Strobl was working at a desk-job, but volunteered to escort PFC Phelps home.  He initially did this because the press release concerning the death of PFC Phelps had listed Clifton, Colorado as his hometown, a town near Strobl's hometown of Grand Junction. The final destination and resting place, however, of PFC Phelps would be Dubois, Wyoming, Phelps having only lived in Clifton for his senior year of high school.

During the trip, Strobl kept a diary of the experience and his feelings. After he concluded the mission, he wrote an essay entitled "A Marine's Journey Home" from the notes in the diary and shared it with Phelps's father John. The essay appeared in the San Francisco Chronicle on May 2, 2004 (with the approval of John Phelps), and then a longer version (of 5,375 words) appeared in the July issue of Marine Corps Gazette as "Taking Chance".

Strobl's 12-page narrative essay followed his journey with the remains of PFC Phelps from the military mortuary at Dover Air Force Base to Philadelphia, Minneapolis, Billings, Riverton, and Dubois.

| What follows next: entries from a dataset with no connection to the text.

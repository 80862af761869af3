//! Discovery output for a monitored page.

use std::collections::HashMap;

/// What a monitored page lists: date markers, document links and categories.
#[derive(Debug, Clone, Default, PartialEq, Eq)]
pub struct PageScan {
    /// Cell texts shaped `dd/mm/yyyy`
    pub dates: Vec<String>,
    /// Absolute document links, deduplicated, in page order
    pub links: Vec<String>,
    /// Category heading for each link
    pub categories: HashMap<String, String>,
}

impl PageScan {
    /// Whether the page lists the given reference date.
    pub fn lists_date(&self, date: &str) -> bool {
        self.dates.iter().any(|d| d == date)
    }

    pub fn category_of(&self, link: &str) -> Option<&str> {
        self.categories.get(link).map(String::as_str)
    }
}

/// A document link to be checked, with its informational category.
#[derive(Debug, Clone, PartialEq, Eq)]
pub struct Candidate {
    pub locator: String,
    pub category: String,
}

impl Candidate {
    pub fn new(locator: impl Into<String>, category: impl Into<String>) -> Self {
        Self {
            locator: locator.into(),
            category: category.into(),
        }
    }
}
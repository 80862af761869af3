// src/error.rs

//! Unified error handling for the monitor application.

use std::fmt;

use thiserror::Error;

/// Result type alias for monitor operations.
pub type Result<T> = std::result::Result<T, AppError>;

/// Unified application error type.
#[derive(Error, Debug)]
pub enum AppError {
    /// I/O operation failed
    #[error("I/O error: {0}")]
    Io(#[from] std::io::Error),

    /// HTTP request failed
    #[error("HTTP error: {0}")]
    Http(#[from] reqwest::Error),

    /// JSON serialization/deserialization failed
    #[error("JSON error: {0}")]
    Json(#[from] serde_json::Error),

    /// TOML parsing failed
    #[error("TOML parse error: {0}")]
    Toml(#[from] toml::de::Error),

    /// URL parsing failed
    #[error("URL parse error: {0}")]
    Url(#[from] url::ParseError),

    /// CSS selector parsing failed
    #[error("Invalid selector '{selector}': {message}")]
    Selector { selector: String, message: String },

    /// Configuration error
    #[error("Configuration error: {0}")]
    Config(String),

    /// Data validation error
    #[error("Validation error: {0}")]
    Validation(String),

    /// Page discovery error
    #[error("Discovery error: {0}")]
    Discovery(String),

    /// Fingerprint probe error
    #[error("Probe error for {locator}: {message}")]
    Probe { locator: String, message: String },

    /// Email composition or delivery error
    #[error("Mail error: {0}")]
    Mail(String),
}

impl AppError {
    /// Create a selector parsing error.
    pub fn selector(selector: impl Into<String>, message: impl fmt::Display) -> Self {
        Self::Selector {
            selector: selector.into(),
            message: message.to_string(),
        }
    }

    /// Create a configuration error.
    pub fn config(message: impl Into<String>) -> Self {
        Self::Config(message.into())
    }

    /// Create a validation error.
    pub fn validation(message: impl Into<String>) -> Self {
        Self::Validation(message.into())
    }

    /// Create a discovery error.
    pub fn discovery(message: impl Into<String>) -> Self {
        Self::Discovery(message.into())
    }

    /// Create a probe error with the locator as context.
    pub fn probe(locator: impl Into<String>, message: impl fmt::Display) -> Self {
        Self::Probe {
            locator: locator.into(),
            message: message.to_string(),
        }
    }

    /// Create a mail error.
    pub fn mail(message: impl fmt::Display) -> Self {
        Self::Mail(message.to_string())
    }
}
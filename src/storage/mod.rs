//! Persistence for the monitor's state and operational artifacts.
//!
//! ```text
//! storage/
//! ├── config.toml               # Monitor configuration
//! ├── manifest_arquivos.json    # Last-known fingerprint per locator
//! ├── _status_tail.txt          # Status artifact, overwritten every run
//! └── logs/
//!     └── monitor_YYYYMMDD.log
//! ```

pub mod local;
pub mod status;

use async_trait::async_trait;

use crate::error::Result;
use crate::models::Manifest;

pub use local::LocalManifestStore;
pub use status::{StatusCode, StatusReport};

/// Durable home of the manifest between runs.
#[async_trait]
pub trait ManifestStore: Send + Sync {
    /// Load the manifest. Absent or unreadable state yields an empty one.
    async fn load(&self) -> Result<Manifest>;

    /// Persist the complete manifest, replacing the previous state.
    async fn save(&self, manifest: &Manifest) -> Result<()>;
}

Strobl's essay became the subject of an HBO film, Taking Chance, in 2009. He helped write the screenplay, and he was portrayed in the film by Kevin Bacon. Subsequently, he co-won the Writers Guild of America Award in Long Form Adaptation in Television at the Writers Guild of America Awards 2009 and was co-nominated for the Primetime Emmy Award for Outstanding Writing for a Miniseries, Movie, or a Dramatic Special, both with Ross Katz.

Decorations and awards

Strobl received the Vietnam Veterans of America President's Award for Excellence in the Arts at the organization's national convention in Louisville, Kentucky in August 2009.

See also

 List of notable United States Marines

References

External links
 Essay: "A Marine's Journey Home". - San Francisco Chronicle. - May 2, 2004.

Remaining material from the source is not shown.